XACC is a programming specification and software framework that tackles the aforementioned challenges and provides a hybrid classical-quantum programming model that enables quantum acceleration within existing classical HPC applications. XACC provides the software interfaces and infrastructure required by domain computational scientists to offload computationally intractable work to an attached quantum accelerator. It handles algorithm programming in a manner similar to OpenCL, with code expressed as language-agnostic quantum kernels, thus enabling XACC to interact with existing quantum programming languages (QPLs) such as Scaffold, Quipper, and QCL. To accomplish this language interoperability, XACC keeps track of associated compilers for each programming language and orchestrates their compilation, or translation, to accelerator-level assembly code. XACC provides developers with two mechanisms for compilation: (1) a runtime API (just-in-time compilation) that enables the control of all aspects of high-level programming, translation, and execution, and (2) a static compiler that transforms invoked quantum kernels into an execution of the compiled result on the accelerator. Both mechanisms delegate to a classical compiler for generation of the hybrid classical-quantum executable. Furthermore, since XACC is extensible in languages and compilers, users can program and execute algorithms suited for either gate model quantum computing or adiabatic quantum computing.

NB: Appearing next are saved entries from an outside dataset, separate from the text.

use sqlx::{Sqlite, SqlitePool};

use crate::{errors::RequestError, models::Comment};

use super::get_article_id_by_slug;

const COMMENT_QUERY: &str = r#"
    SELECT comments.id         AS id,
           comments.body       AS body,
           comments.author_id  AS author_id,
           comments.created_at AS created_at,
           comments.updated_at AS updated_at,
           users.username      AS author_username,
           users.bio           AS author_bio,
           users.image         AS author_image,
           EXISTS (SELECT 1
                     FROM follows
                    WHERE follows.followed_id = comments.author_id
                      AND follows.follower_id = $1) AS following
      FROM comments
      JOIN users ON users.id = comments.author_id
     WHERE comments.article_id = $2
     ORDER BY comments.created_at DESC, comments.id DESC
"#;

const SINGLE_COMMENT_QUERY: &str = r#"
    SELECT comments.id         AS id,
           comments.body       AS body,
           comments.author_id  AS author_id,
           comments.created_at AS created_at,
           comments.updated_at AS updated_at,
           users.username      AS author_username,
           users.bio           AS author_bio,
           users.image         AS author_image,
           EXISTS (SELECT 1
                     FROM follows
                    WHERE follows.followed_id = comments.author_id
                      AND follows.follower_id = $1) AS following
      FROM comments
      JOIN users ON users.id = comments.author_id
     WHERE comments.id = $2
"#;

pub async fn add_comment_to_article_in_db(
    pool: &SqlitePool,
    author_id: i64,
    slug: &str,
    body: &str,
) -> Result<Comment, RequestError> {
    let article_id = get_article_id_by_slug(pool, slug).await?;

    let (comment_id,): (i64,) = sqlx::query_as(
        "INSERT INTO comments (body, author_id, article_id)
         VALUES ($1, $2, $3)
         RETURNING id",
    )
    .bind(body)
    .bind(author_id)
    .bind(article_id)
    .fetch_one(pool)
    .await?;

    let comment = sqlx::query_as::<Sqlite, Comment>(SINGLE_COMMENT_QUERY)
        .bind(author_id)
        .bind(comment_id)
        .fetch_one(pool)
        .await?;
    Ok(comment)
}

pub async fn get_comments_for_article_in_db(
    pool: &SqlitePool,
    viewer: Option<i64>,
    slug: &str,
) -> Result<Vec<Comment>, RequestError> {
    let article_id = get_article_id_by_slug(pool, slug).await?;

    let comments = sqlx::query_as::<Sqlite, Comment>(COMMENT_QUERY)
        .bind(viewer)
        .bind(article_id)
        .fetch_all(pool)
        .await?;
    Ok(comments)
}

pub async fn delete_comment_in_db(
    pool: &SqlitePool,
    viewer: i64,
    slug: &str,
    comment_id: i64,
) -> Result<(), RequestError> {
    let article_id = get_article_id_by_slug(pool, slug).await?;

    let comment: Option<(i64,)> =
        sqlx::query_as("SELECT author_id FROM comments WHERE id = $1 AND article_id = $2")
            .bind(comment_id)
            .bind(article_id)
            .fetch_optional(pool)
            .await?;
    let (author_id,) = match comment {
        Some(record) => record,
        None => return Err(RequestError::NotFound("Comment not found")),
    };
    if author_id != viewer {
        return Err(RequestError::NotAuthorized(
            "You are not authorized to delete this comment",
        ));
    }

    sqlx::query("DELETE FROM comments WHERE id = $1")
        .bind(comment_id)
        .execute(pool)
        .await?;
    Ok(())
}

The inevitable near-term variability in quantum hardware designs and implementations forces any software programming framework for quantum acceleration to be extensible in the hardware types it interacts with. XACC is no exception to this, and therefore provides a set of interfaces for injecting custom accelerator instances. These accelerator instances take as input the results of the XACC compilation step and leverage vendor-supplied APIs to perform the actual execution on the attached device. The first target QPUs for XACC are the 5-qubit gate model chip from IBM and the 1000 qubit quantum annealing model chip from D-Wave. These are both injected into the XACC framework as accelerator instances whose associated implementation delegates execution details to APIs supplied by IBM and D-Wave. This mechanism also enables the integration of external quantum computing simulation applications. Simulators act as virtual accelerators in the XACC framework - they provide an implementation of the accelerator infrastructure that delegates execution to simulations on small laptops, workstations, or even clusters and supercomputers.
The high-level programming, compilation, and execution tooling provided by XACC are envisioned as just an appropriate beginning. They form the software foundation for the more ambitious goal of easily leveraged, high-level software libraries for common quantum computing algorithms, math libraries, and utilities. The foundational layer provided by XACC will be used to build up libraries and repositories of common quantum kernels - quantum phase estimation, fourier transforms, and linear systems solvers. These utilities are vital for the DOE-relevant computational science problems facing potential testbed facility users.
Maximizing the utility of any quantum computing testbed necessarily requires a high-level, accessible, and feature-rich set of software tooling for interacting with complex quantum hardware. The ideal users of such a facility will not use the testbed if they have to program low-level hardware details. XACC provides the required infrastructure in an easily deployed, open-source manner and enables high-level programming and execution of both gate and adiabatic model quantum computing. Its design and implementation have been carefully crafted to leverage existing quantum programming languages and techniques, and interact with QPUs in a hardware-agnostic manner.